Furthermore, data collected on the star's movement indicated that PG1610+062 could only have been hurled across the galaxy by a mid-mass black hole (MMBH,) according to the astronomers.
"The key finding was that the star was ejected from the Galactic disk
with a velocity (around 550 kilometers per second) that exceeds those of almost all other known runaway stars making it one of the most extreme ones," Irrgang said. "In particular, the inferred ejection velocity is so high that typical ejection scenarios
for runaway stars cannot explain it because the corresponding ejection velocities are usually less than 400 kilometers per second."

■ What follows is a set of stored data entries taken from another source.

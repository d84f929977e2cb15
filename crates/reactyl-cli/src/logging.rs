use crate::error::{CliError, Result};
use std::fs::File;
use std::path::Path;
use tracing::Subscriber;
use tracing_subscriber::{
    filter::{LevelFilter, Targets},
    fmt::{self, format::FmtSpan},
    layer::Layer,
    prelude::*,
    registry::LookupSpan,
};

/// Target prefix shared by the library (`reactyl::...`) and this binary.
const CRATE_TARGET: &str = "reactyl";

/// Console level for `-v` repetitions; `-q` silences the console entirely.
pub fn console_level(verbosity: u8, quiet: bool) -> LevelFilter {
    if quiet {
        return LevelFilter::OFF;
    }
    match verbosity {
        0 => LevelFilter::WARN,
        1 => LevelFilter::INFO,
        2 => LevelFilter::DEBUG,
        _ => LevelFilter::TRACE,
    }
}

/// Our own events at `level`; dependencies never below WARN.
fn crate_targets(level: LevelFilter) -> Targets {
    Targets::new()
        .with_target(CRATE_TARGET, level)
        .with_default(level.min(LevelFilter::WARN))
}

/// A log file keeps detector decisions and workflow timings even when the
/// console is quiet.
fn file_level(console: LevelFilter) -> LevelFilter {
    console.max(LevelFilter::DEBUG)
}

fn file_layer<S>(file: File, console: LevelFilter) -> impl Layer<S>
where
    S: Subscriber + for<'span> LookupSpan<'span>,
{
    fmt::layer()
        .with_writer(file)
        .with_ansi(false)
        .with_thread_ids(true)
        .with_target(true)
        .with_span_events(FmtSpan::CLOSE)
        .with_filter(crate_targets(file_level(console)))
}

pub fn setup_logging(verbosity: u8, quiet: bool, log_file: Option<&Path>) -> Result<()> {
    let console = console_level(verbosity, quiet);

    let stderr_layer = fmt::layer()
        .with_writer(std::io::stderr)
        .with_ansi(true)
        .with_target(false)
        .compact()
        .with_filter(crate_targets(console));

    let file_layer = log_file
        .map(|path| File::create(path).map(|file| file_layer(file, console)))
        .transpose()
        .map_err(CliError::Io)?;

    tracing_subscriber::registry()
        .with(stderr_layer)
        .with(file_layer)
        .try_init()
        .map_err(|e| CliError::Other(anyhow::anyhow!("Failed to install logger: {}", e)))
}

"Based on the trajectory, we could also exclude the interaction with the supermassive black hole at the Galactic center, which would, in principle, be easily capable of accelerating a star to 550 kilometers per second or even more than 1,000 kilometers per second. Consequently, PG1610+062 severely challenged all of the widely accepted ejection mechanisms for runaway stars," he said.
This result is intriguing because while astronomers have predicted the existence of MMBHs in some regions of our galaxy's spiral arms, no one has yet identified one.
"Because none of the standard ejection mechanisms seems to be able to explain the extreme ejection velocity of PG1610+062, it is quite likely that another powerful ejection mechanism is at work," Irrgang said. "Out of several alternative ejection mechanisms discussed in the literature, the interaction with an intermediate mass
black hole seems to be most likely."
"So far, the 'problem' with intermediate mass black holes is that there is no observational evidence that they indeed exist. However, extreme runaway stars like PG1610+062, for which the standard ejection scenarios fail, could provide a way to find those black holes," he said.
This article was updated to include additional comments from Andreas Irrgang.